TASK DETAILS.
From the first line of the records below through the line containing "pub fn task(&self, id: &str)", copy everything exactly and nothing more.

DATA EXTRACTS.
BEGIN

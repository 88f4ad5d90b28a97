//! Redis key layout.

/// Builds every key the Redis backend touches, under an optional namespace.
#[derive(Debug, Clone, Default)]
pub struct Keys {
    prefix: String,
}

impl Keys {
    pub fn new(prefix: impl Into<String>) -> Self {
        Self {
            prefix: prefix.into(),
        }
    }

    /// Hash holding one task record.
    pub fn task(&self, id: &str) -> String {
        format!("{}cron:task:{id}", self.prefix)
    }

    /// Set of all task ids.
    pub fn tasks(&self) -> String {
        format!("{}cron:tasks", self.prefix)
    }

    pub fn stats(&self, task_id: &str) -> String {
        format!("{}cron:stats:{task_id}", self.prefix)
    }

    /// String holding one serialized execution result.
    pub fn history(&self, history_id: &str) -> String {
        format!("{}cron:history:{history_id}", self.prefix)
    }

    /// Sorted set of history ids scored by start time (unix seconds).
    pub fn history_list(&self) -> String {
        format!("{}cron:history_list", self.prefix)
    }

    pub fn delayed(&self, id: &str) -> String {
        format!("{}event:delayed:{id}", self.prefix)
    }

    /// Sorted set of delayed event ids scored by due time (unix seconds).
    pub fn delayed_list(&self) -> String {
        format!("{}event:delayed:list", self.prefix)
    }

    pub fn record(&self, id: &str) -> String {
        format!("{}event:records:{id}", self.prefix)
    }

    /// List of record ids, newest at the head.
    pub fn records_list(&self) -> String {
        format!("{}event:records:list", self.prefix)
    }

    pub fn sequence(&self) -> String {
        format!("{}event:sequence", self.prefix)
    }
}

/// History ids are `<task_id>_<start nanos>` so a task's entries share a prefix.
pub(crate) fn history_id(task_id: &str, start: chrono::DateTime<chrono::Utc>) -> String {
    let nanos = start.timestamp_nanos_opt().unwrap_or_else(|| start.timestamp_micros() * 1000);
    format!("{task_id}_{nanos}")
}

/// Whether `hid` was built by [`history_id`] for `task_id`. A bare prefix
/// check would also claim the history of a task named `<task_id>_x`.
pub(crate) fn is_history_of(hid: &str, task_id: &str) -> bool {
    hid.strip_prefix(task_id)
        .and_then(|rest| rest.strip_prefix('_'))
        .is_some_and(|nanos| nanos.parse::<i64>().is_ok())
}

#[cfg(test)]
mod tests {
    use super::*;

    #[test]
    fn test_default_layout() {
        let keys = Keys::default();
        assert_eq!(keys.task("42"), "cron:task:42");
        assert_eq!(keys.tasks(), "cron:tasks");
        assert_eq!(keys.delayed_list(), "event:delayed:list");
        assert_eq!(keys.records_list(), "event:records:list");
        assert_eq!(keys.sequence(), "event:sequence");
    }

    #[test]
    fn test_prefixed_layout() {
        let keys = Keys::new("tenant-a:");
        assert_eq!(keys.stats("t"), "tenant-a:cron:stats:t");
        assert_eq!(keys.history("t_1"), "tenant-a:cron:history:t_1");
    }

    #[test]
    fn test_history_id_belongs_to_its_task_only() {
        let id = history_id("abc", chrono::Utc::now());
        assert!(is_history_of(&id, "abc"));
        assert!(!is_history_of(&id, "ab"));

        let sibling = history_id("abc_x", chrono::Utc::now());
        assert!(is_history_of(&sibling, "abc_x"));
        assert!(!is_history_of(&sibling, "abc"));
    }
}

END

ANSWER TO THE EXERCISE.
repository 88f4ad5d90b28a97
//! Redis key layout.

/// Builds every key the Redis backend touches, under an optional namespace.
#[derive(Debug, Clone, Default)]
pub struct Keys {
    prefix: String,
}

impl Keys {
    pub fn new(prefix: impl Into<String>) -> Self {
        Self {
            prefix: prefix.into(),
        }
    }

    /// Hash holding one task record.
    pub fn task(&self, id: &str) -> String {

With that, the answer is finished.